The conservation of Grade II* Listed, Castle House over a ten-year period.

Built in 1842 by John Board, a local builder and manufacturer of bricks, tiles and ‘modern’ cements, Castle House was a showcase of Board’s materials. It was a pioneering experiment in its use of structural concrete and may represent the earliest surviving example of reinforced concrete construction. In 2009 Ferguson Mann Architects was brought on board by the SAVE Trust who had purchased Castle House, which was on Historic England’s Heritage at Risk register and in a severe state of disrepair. In early stages, until funding could be secured, the building had to be held together with lorry straps to prevent its collapse.

Once funding was secured from Historic England and with the support of EDF, urgent conservation works could be undertaken. These were carried out in successive phases over a number of years addressing the rear range and building structure, the roof, the front range and floors and the façade in turn using a number of innovative and experimental construction techniques to help conserve as much of the building as possible. 

We felt that it was important to keep the original reinforced concrete floors rather than insert replacements.

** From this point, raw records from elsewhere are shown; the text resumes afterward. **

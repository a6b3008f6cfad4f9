use search_core::{DocId, DocMeta, EngineConfig, IndexBuilder, IndexPaths, Normalizer, SearchEngine, SledStore, Store};
use std::collections::HashSet;
use std::sync::Arc;
use tempfile::{tempdir, TempDir};

struct Fixture {
    _dir: TempDir,
    store: Arc<SledStore>,
    builder: IndexBuilder<SledStore>,
    engine: SearchEngine<SledStore>,
}

fn fixture_with(config: EngineConfig) -> Fixture {
    let dir = tempdir().unwrap();
    let store = Arc::new(SledStore::open(&IndexPaths::new(dir.path())).unwrap());
    let stopwords: HashSet<String> = ["a", "the", "of"].iter().map(|s| s.to_string()).collect();
    let normalizer = Normalizer::new(stopwords);
    let builder = IndexBuilder::new(Arc::clone(&store), normalizer.clone());
    let engine = SearchEngine::new(Arc::clone(&store), normalizer, config);
    Fixture { _dir: dir, store, builder, engine }
}

fn fixture() -> Fixture {
    fixture_with(EngineConfig::default())
}

impl Fixture {
    fn page(&self, id: DocId, title: &str, body: &str, links: Vec<DocId>) {
        self.store
            .put_document(&DocMeta {
                id,
                url: format!("http://example.com/{id}"),
                title: title.to_string(),
                body: body.to_string(),
                size: body.len() as u64,
                last_modified: None,
                links,
            })
            .unwrap();
        self.builder.index_document(id, title, body).unwrap();
    }

    fn ids(&self, query: &str) -> Vec<DocId> {
        self.engine.search(query).unwrap().into_iter().map(|h| h.doc_id).collect()
    }
}

#[test]
fn matching_document_ranks_and_others_are_excluded() {
    let f = fixture();
    f.page(1, "The Cat", "a cat sat", vec![]);
    f.page(2, "Dog", "dog ran", vec![]);

    let hits = f.engine.search("cat").unwrap();
    assert_eq!(hits.len(), 1);
    assert_eq!(hits[0].doc_id, 1);
    assert!(hits[0].score > 0.0);
}

#[test]
fn single_match_without_links_is_the_only_result() {
    let f = fixture();
    f.page(1, "Apples", "orchard fruit", vec![]);
    f.page(2, "Pears", "orchard fruit", vec![]);
    f.page(3, "Plums", "orchard fruit", vec![]);

    assert_eq!(f.ids("pears"), vec![2]);
}

#[test]
fn title_matches_outweigh_body_matches() {
    let f = fixture();
    f.page(1, "Gardening tips", "rust on tools", vec![]);
    f.page(2, "Rust guide", "systems language", vec![]);
    f.page(3, "Cooking", "recipes", vec![]);

    assert_eq!(f.ids("rust"), vec![2, 1]);
}

#[test]
fn term_weight_is_normalized_by_the_most_frequent_summary_term() {
    let f = fixture();
    // combined frequencies: cat 2, dog 4; both occur in the title
    f.page(1, "cat cat dog", "dog dog dog", vec![]);
    f.page(2, "Bird", "bird", vec![]);

    let hits = f.engine.search("cat").unwrap();
    assert_eq!(hits.len(), 1);
    let relevance = 10.0 * (2.0 / 4.0) * 2f64.log10();
    let expected = 0.7 * relevance + 0.3 * 0.5;
    assert!((hits[0].score - expected).abs() < 1e-9, "score {} != {}", hits[0].score, expected);
}

#[test]
fn reindexed_page_stops_matching_lost_words() {
    let f = fixture();
    f.page(1, "Cat", "cat", vec![]);
    f.page(2, "Bird", "bird", vec![]);
    f.page(1, "Dog", "dog", vec![]);

    assert!(f.ids("cat").is_empty());
    assert_eq!(f.ids("dog"), vec![1]);
}

#[test]
fn phrase_requires_adjacent_words() {
    let f = fixture();
    f.page(1, "Universities", "the hong kong university of science", vec![]);
    f.page(2, "Travel", "kong hong island and the university", vec![]);
    f.page(3, "Other", "nothing relevant", vec![]);

    assert_eq!(f.ids("\"hong kong\""), vec![1]);
    let mut both = f.ids("hong kong");
    both.sort();
    assert_eq!(both, vec![1, 2]);
    // stopwords inside the phrase are dropped on both sides
    assert_eq!(f.ids("\"kong university of science\""), vec![1]);
}

#[test]
fn phrase_with_unknown_word_is_skipped() {
    let f = fixture();
    f.page(1, "Hong Kong", "hong kong", vec![]);
    assert!(f.ids("\"hong zebra\"").is_empty());
    assert_eq!(f.ids("\"hong zebra\" kong"), vec![1]);
}

#[test]
fn authority_breaks_relevance_ties() {
    let f = fixture();
    f.page(1, "Fruit", "apple", vec![]);
    f.page(2, "Fruit", "apple", vec![]);
    f.page(3, "Links", "banana", vec![2]);
    f.page(4, "Links", "cherry", vec![2]);

    assert_eq!(f.ids("apple"), vec![2, 1]);
}

#[test]
fn authority_of_a_two_cycle_is_equal() {
    let f = fixture();
    f.page(1, "A", "alpha", vec![2]);
    f.page(2, "B", "beta", vec![1]);

    let scores = f.engine.authority_scores().unwrap();
    assert_eq!(scores.len(), 2);
    assert!((scores[&1] - scores[&2]).abs() < 1e-9);
    assert!((scores[&1] + scores[&2] - 1.0).abs() < 1e-9);
}

#[test]
fn degenerate_queries_return_nothing() {
    let f = fixture();
    f.page(1, "Cat", "cat", vec![]);
    assert!(f.ids("").is_empty());
    assert!(f.ids("   ").is_empty());
    assert!(f.ids("the").is_empty());
    assert!(f.ids("unicorn").is_empty());
    assert!(f.ids("\"\"").is_empty());
}

#[test]
fn results_are_truncated_and_paged() {
    let config = EngineConfig { max_results: 3, ..EngineConfig::default() };
    let f = fixture_with(config);
    for id in 1..=5 {
        f.page(id, "Page", &"word ".repeat(id as usize), vec![]);
    }
    f.page(6, "Filler", "nothing", vec![]);

    let all = f.engine.search("word").unwrap();
    assert_eq!(all.len(), 3);
    assert!(all.windows(2).all(|w| w[0].score >= w[1].score));
    let page = f.engine.search_page("word", 1, 5).unwrap();
    assert_eq!(page, all[1..].to_vec());
}

#[test]
fn cached_results_persist_until_cleared() {
    let f = fixture();
    f.page(1, "Cat", "cat", vec![]);
    f.page(2, "Dog", "dog", vec![]);
    assert_eq!(f.ids("cat"), vec![1]);

    f.page(3, "Cat", "cat", vec![]);
    assert_eq!(f.ids("cat"), vec![1]);

    f.engine.clear_caches();
    let mut fresh = f.ids("cat");
    fresh.sort();
    assert_eq!(fresh, vec![1, 3]);
}

#[test]
fn indexing_and_searching_run_concurrently() {
    let f = fixture();
    f.page(0, "Seed", "shared words", vec![]);
    std::thread::scope(|s| {
        for id in 1..5u32 {
            let f = &f;
            s.spawn(move || f.page(id, "Shared", "shared words here", vec![0]));
        }
        for _ in 0..4 {
            let engine = &f.engine;
            s.spawn(move || {
                let hits = engine.search("shared").unwrap();
                assert!(!hits.is_empty());
            });
        }
    });
    f.engine.clear_caches();
    assert_eq!(f.engine.search("shared").unwrap().len(), 5);
}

This posed by quite a construction challenge and meant that the failing floor had to be supported on a new floor during repair works. To repair the reinforced roof structure, we decided to experiment with the material, finding that the best results were achieved by following the original construction method as closely as possible.

The building was saved from the Heritage At Risk register in October 2018. Ferguson Mann Architects has been working with SAVE Britain’s Heritage to help find suitable new uses.